For those whose parents divorced early in your life, how did you grow up, were your parents cordial or nasty, how is your relationship with each now?

They split before I started recording coherent memories. I lived with my mom who was mostly poor until she re-married and occasionally saw my dad who was mostly not poor except for a brief period of time when he was unemployed and supporting a girlfriend. Usually about every other weekend I spent at his place but that varied and sometimes I spent longer than that and it wasn't always every other weekend. I remember at least a few times it was months between visits. He lived in a nearby city so it wasn't like it was that inconvenient but I think he was living the party lifestyle and was definitely working a lot at night too. I remember many times I would be at his place and he would be gone most of the time and/or sleep all day, and he often brought me to parties with his friends. I was a super uptight square kid so it was a pretty weird experience for me, like he would pick me up from my moms place on a Friday night and we would drive to some mansion full of coked up drunks where I would spend all night reading books or watching TV by myself. Really my dad was mostly not in my life and tried to play more of the cool guy friend role, especially once I was a teenager. It was always very clear to me that he was completely self-absorbed.

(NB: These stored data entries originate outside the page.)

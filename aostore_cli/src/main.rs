use std::fs::File;
use std::io::{self, BufReader, Read, Write};
use std::path::{Path, PathBuf};
use std::str::FromStr;
use std::time::Instant;

use anyhow::Context;
use clap::{ArgAction, Args, Parser, Subcommand};
use tracing::info;
use tracing_subscriber::EnvFilter;
use xxhash_rust::xxh3::Xxh3;

use aostore_codecs::BundledCodecs;
use aostore_core::aocs::AocsHeaderScan;
use aostore_core::format::EXECUTOR_KIND_NONE;
use aostore_core::wal::RelFileNode;
use aostore_core::{CompressionKind, FormatVersion, StorageAttributes, StorageRead, StorageWrite};

// ── CLI definition ─────────────────────────────────────────────────────────

#[derive(Parser)]
#[command(
    name = "aoseg",
    about = "Inspect, verify, dump and pack append-only storage segment files",
    version
)]
struct Cli {
    /// Raise log verbosity (-v debug, -vv trace); RUST_LOG overrides
    #[arg(short, long, action = ArgAction::Count, global = true)]
    verbose: u8,

    #[command(subcommand)]
    command: Commands,
}

#[derive(Subcommand)]
enum Commands {
    /// List every block header without decompressing content
    Inspect {
        file: PathBuf,
        #[command(flatten)]
        storage: StorageOpts,
    },
    /// Read and decompress every block, checking checksums and lengths
    Verify {
        file: PathBuf,
        #[command(flatten)]
        storage: StorageOpts,
    },
    /// Write the decoded content of every block
    Cat {
        file: PathBuf,
        /// Destination file (default: stdout)
        #[arg(short, long)]
        output: Option<PathBuf>,
        #[command(flatten)]
        storage: StorageOpts,
    },
    /// Append a file to a segment file as a sequence of content chunks
    Pack {
        input: PathBuf,
        /// Segment file to write; existing content is replaced
        output: PathBuf,
        /// Bytes per content chunk; chunks larger than a block become
        /// large content
        #[arg(long, default_value_t = 16 * 1024)]
        chunk_size: usize,
        #[command(flatten)]
        storage: StorageOpts,
    },
}

/// Settings describing how the segment file was (or will be) written.
#[derive(Args)]
struct StorageOpts {
    /// Logical EOF; defaults to the physical file length
    #[arg(long)]
    eof: Option<u64>,
    /// Blocks carry checksums
    #[arg(long)]
    checksum: Option<bool>,
    /// Compression: zstd | zlib | lz4
    #[arg(long)]
    compress: Option<String>,
    /// Compression level (default depends on --compress)
    #[arg(long)]
    level: Option<i32>,
    /// Block size in bytes, a multiple of 8192
    #[arg(long)]
    block_size: Option<usize>,
    /// 1 = 4-byte content alignment, 2 = 8-byte
    #[arg(long, default_value_t = 2)]
    format_version: u16,
    /// JSON file with storage attributes; flags override it
    #[arg(long)]
    attrs: Option<PathBuf>,
}

impl StorageOpts {
    fn attributes(&self) -> anyhow::Result<StorageAttributes> {
        let mut attrs = match &self.attrs {
            Some(path) => {
                let file = File::open(path).with_context(|| format!("opening attributes file {:?}", path))?;
                serde_json::from_reader(BufReader::new(file))
                    .with_context(|| format!("parsing attributes file {:?}", path))?
            }
            None => StorageAttributes::default(),
        };
        if let Some(checksum) = self.checksum {
            attrs.checksum = checksum;
        }
        if let Some(name) = &self.compress {
            let kind = CompressionKind::from_str(name)?;
            attrs.compress = Some(kind);
            attrs.compress_level = kind.default_level();
        }
        if let Some(level) = self.level {
            attrs.compress_level = level;
        }
        if let Some(block_size) = self.block_size {
            attrs.block_size = block_size;
        }
        attrs.validate().context("invalid storage attributes")?;
        Ok(attrs)
    }

    fn version(&self) -> anyhow::Result<FormatVersion> {
        FormatVersion::from_u16(self.format_version)
            .with_context(|| format!("unknown format version {}", self.format_version))
    }

    fn eof(&self, file: &Path) -> anyhow::Result<u64> {
        match self.eof {
            Some(eof) => Ok(eof),
            None => Ok(std::fs::metadata(file)
                .with_context(|| format!("reading metadata of {:?}", file))?
                .len()),
        }
    }
}

// ── Helpers ────────────────────────────────────────────────────────────────

fn human_bytes(n: u64) -> String {
    const UNITS: &[&str] = &["B", "KB", "MB", "GB", "TB"];
    let mut v = n as f64;
    let mut unit = 0;
    while v >= 1024.0 && unit < UNITS.len() - 1 {
        v /= 1024.0;
        unit += 1;
    }
    if unit == 0 {
        format!("{} B", n)
    } else {
        format!("{:.2} {}", v, UNITS[unit])
    }
}

fn init_tracing(verbose: u8) {
    let default = match verbose {
        0 => "info",
        1 => "debug",
        _ => "trace",
    };
    let filter = EnvFilter::try_from_default_env().unwrap_or_else(|_| EnvFilter::new(default));
    tracing_subscriber::fmt()
        .with_env_filter(filter)
        .with_writer(io::stderr)
        .init();
}

fn open_read(file: &Path, storage: &StorageOpts) -> anyhow::Result<StorageRead> {
    let attrs = storage.attributes()?;
    let mut read = StorageRead::new(attrs, "aoseg", "segment file", Some(&BundledCodecs))?;
    read.open_file(file, storage.version()?, storage.eof(file)?)
        .with_context(|| format!("opening segment file {:?}", file))?;
    Ok(read)
}

// ── Subcommand implementations ─────────────────────────────────────────────

fn run_inspect(file: PathBuf, storage: StorageOpts) -> anyhow::Result<()> {
    let eof = storage.eof(&file)?;
    let mut scan = AocsHeaderScan::open_file(storage.attributes()?, "aoseg", &file, storage.version()?, eof, None)
        .with_context(|| format!("opening segment file {:?}", file))?;

    println!("=== segment file {:?} (logical EOF {}) ===", file, eof);
    println!();
    println!(
        "  {:>12}  {:<20}  {:>6}  {:>8}  {:>9}  {:>10}  {:>8}  {:>12}  {:>4}",
        "offset", "kind", "header", "overall", "data", "compressed", "rows", "first row", "exec"
    );
    println!("  {}", "-".repeat(106));
    let (mut blocks, mut rows, mut data) = (0u64, 0u64, 0u64);
    while let Some(block) = scan.next_header()? {
        let info = block.info;
        println!(
            "  {:>12}  {:<20}  {:>6}  {:>8}  {:>9}  {:>10}  {:>8}  {:>12}  {:>4}",
            block.header_offset,
            info.kind.name(),
            info.header_len,
            info.overall_block_len,
            info.uncompressed_len,
            info.compressed_len,
            info.row_count,
            info.first_row_num.map_or_else(|| format!("({})", block.first_row_num), |n| n.to_string()),
            info.executor_block_kind
        );
        blocks += 1;
        rows += info.row_count as u64;
        data += info.uncompressed_len as u64;
    }
    scan.finish();
    println!();
    println!("  blocks      : {}", blocks);
    println!("  rows        : {}", rows);
    println!("  data        : {}", human_bytes(data));
    println!("  on disk     : {}", human_bytes(eof));
    Ok(())
}

fn run_verify(file: PathBuf, storage: StorageOpts) -> anyhow::Result<()> {
    let mut read = open_read(&file, &storage)?;
    let t0 = Instant::now();
    let mut hasher = Xxh3::new();
    let (mut blocks, mut rows, mut bytes) = (0u64, 0u64, 0u64);
    while read.read_next_block()? {
        let (offset, row_count) = match read.current() {
            Some(b) => (b.header_offset, b.row_count()),
            None => break,
        };
        let content = read
            .content()
            .with_context(|| format!("block at offset {} of {:?}", offset, file))?;
        hasher.update(content);
        bytes += content.len() as u64;
        blocks += 1;
        rows += row_count as u64;
    }
    let stats = read.stats();
    read.finish_session();
    let elapsed = t0.elapsed();

    println!("  blocks      : {}", blocks);
    println!("  rows        : {}", rows);
    println!("  decompressed: {} blocks", stats.blocks_decompressed);
    println!("  content     : {}", human_bytes(bytes));
    println!("  reads       : {} ({})", stats.physical_reads, human_bytes(stats.bytes_read));
    println!("  xxh3-64     : {:016x}", hasher.digest());
    println!("  elapsed     : {:.3}s", elapsed.as_secs_f64());
    info!(file = %file.display(), blocks, "segment file verified");
    Ok(())
}

fn run_cat(file: PathBuf, output: Option<PathBuf>, storage: StorageOpts) -> anyhow::Result<()> {
    let mut read = open_read(&file, &storage)?;
    let mut dst: Box<dyn Write> = match &output {
        Some(path) => Box::new(File::create(path).with_context(|| format!("creating output file {:?}", path))?),
        None => Box::new(io::stdout().lock()),
    };
    let mut total = 0u64;
    while read.read_next_block()? {
        let content = read.content()?;
        dst.write_all(content)?;
        total += content.len() as u64;
    }
    dst.flush()?;
    read.finish_session();
    eprintln!("  wrote {}", human_bytes(total));
    Ok(())
}

fn run_pack(input: PathBuf, output: PathBuf, chunk_size: usize, storage: StorageOpts) -> anyhow::Result<()> {
    if chunk_size == 0 {
        anyhow::bail!("--chunk-size must be positive");
    }
    let attrs = storage.attributes()?;
    let version = storage.version()?;
    if version != FormatVersion::LATEST {
        anyhow::bail!("only format version {} can be written", FormatVersion::LATEST.as_u16());
    }
    let node = RelFileNode::default();
    let mut write = StorageWrite::new(attrs.clone(), "aoseg", "pack", Some(&BundledCodecs))?;
    write.create_file(&output, node, 0)?;
    write
        .open_file(&output, version, 0, 0, node, 0)
        .with_context(|| format!("opening output file {:?}", output))?;

    let file = File::open(&input).with_context(|| format!("opening input file {:?}", input))?;
    let mut src = BufReader::new(file);
    let mut buf = vec![0u8; chunk_size];
    let t0 = Instant::now();
    let mut total = 0u64;
    loop {
        let n = read_full(&mut src, &mut buf)?;
        if n == 0 {
            break;
        }
        write.content(&buf[..n], EXECUTOR_KIND_NONE, 1)?;
        total += n as u64;
        if n < buf.len() {
            break;
        }
    }
    let (eof, eof_uncompressed) = write.flush_and_close_file()?;
    let stats = write.stats();
    write.finish_session();
    let elapsed = t0.elapsed();

    eprintln!("  input       : {}", human_bytes(total));
    eprintln!("  blocks      : {} ({} compressed, {} large)", stats.blocks, stats.compressed_blocks, stats.large_contents);
    eprintln!("  eof         : {}", eof);
    eprintln!("  eof (uncomp): {}", eof_uncompressed);
    eprintln!("  writes      : {}", stats.physical_writes);
    eprintln!("  elapsed     : {:.3}s", elapsed.as_secs_f64());
    Ok(())
}

/// Fill `buf` unless the input ends first.
fn read_full(src: &mut impl Read, buf: &mut [u8]) -> io::Result<usize> {
    let mut filled = 0;
    while filled < buf.len() {
        let n = src.read(&mut buf[filled..])?;
        if n == 0 {
            break;
        }
        filled += n;
    }
    Ok(filled)
}

// ── Entry point ────────────────────────────────────────────────────────────

fn main() -> anyhow::Result<()> {
    let cli = Cli::parse();
    init_tracing(cli.verbose);
    match cli.command {
        Commands::Inspect { file, storage } => run_inspect(file, storage),
        Commands::Verify { file, storage } => run_verify(file, storage),
        Commands::Cat { file, output, storage } => run_cat(file, output, storage),
        Commands::Pack {
            input,
            output,
            chunk_size,
            storage,
        } => run_pack(input, output, chunk_size, storage),
    }
}
//! Append-only storage: the block format, buffered appends and reads, the
//! per-file storage write/read sessions, and the column-oriented multiplexer
//! built on top of them.

pub mod aocs;
pub mod buffered_append;
pub mod buffered_read;
pub mod checksum;
pub mod codec;
pub mod config;
pub mod error;
pub mod format;
pub mod reader;
pub mod wal;
pub mod writer;

pub use codec::{Codec, CodecProvider, CompressionKind};
pub use config::StorageAttributes;
pub use error::{BlockContext, Error, ErrorClass, Result};
pub use format::{BlockHeader, BlockInfo, FormatVersion, HeaderKind};
pub use reader::{ReadBlock, StorageRead};
pub use wal::{AoWal, RecordingWal, RelFileNode};
pub use writer::{StorageWrite, WriteStats};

My mom re-married and had another kid about when I became a teenager. My step-dad also tried to play the cool guy friend role, but he was kind of dumb and liked to argue about stupid shit so we had a lot of random conflict. Mostly he left me alone though. My mom was very prone to anger too so I think he kind of fed off that, they argued all the time with each other but usually teamed up to argue with me. It was a weird dynamic but she mostly ignored me too except to give me shit about my looks. Once I was a teenager we really didn't interact much, I was severely depressed and kept to myself so we barely spoke for weeks at a time. Like my dad, she was also extremely self-absorbed.

My mom was almost always polite to my dad when they interacted around me but it was clear she looked down on him and she did occasionally say negative things about him but it was very rare. My dad almost never said anything bad about her and always seemed more friendly towards her when they interacted. Basically they both made it clear to me in private that they hated each other but never expressed it directly to each other except for my mom sometimes using a snippy tone with him. Same with my step-dad, he was always very friendly towards my dad. As far as I know the only negative interaction they had was when my dad found out my step-dad hit me, I don't know what went down but my step-dad apologized and never hit me again.

I no longer have any kind of relationship with my parents. Once I was an adult it became apparent that they are selfish people who don't particularly care for me, or even really know me as a person, and are generally a bad influence on my life. There were several years after I moved out were I put in a lot of work to build a better relationship with them but it was ultimately pointless, they are who they are. I've been much happier since removing them from my life.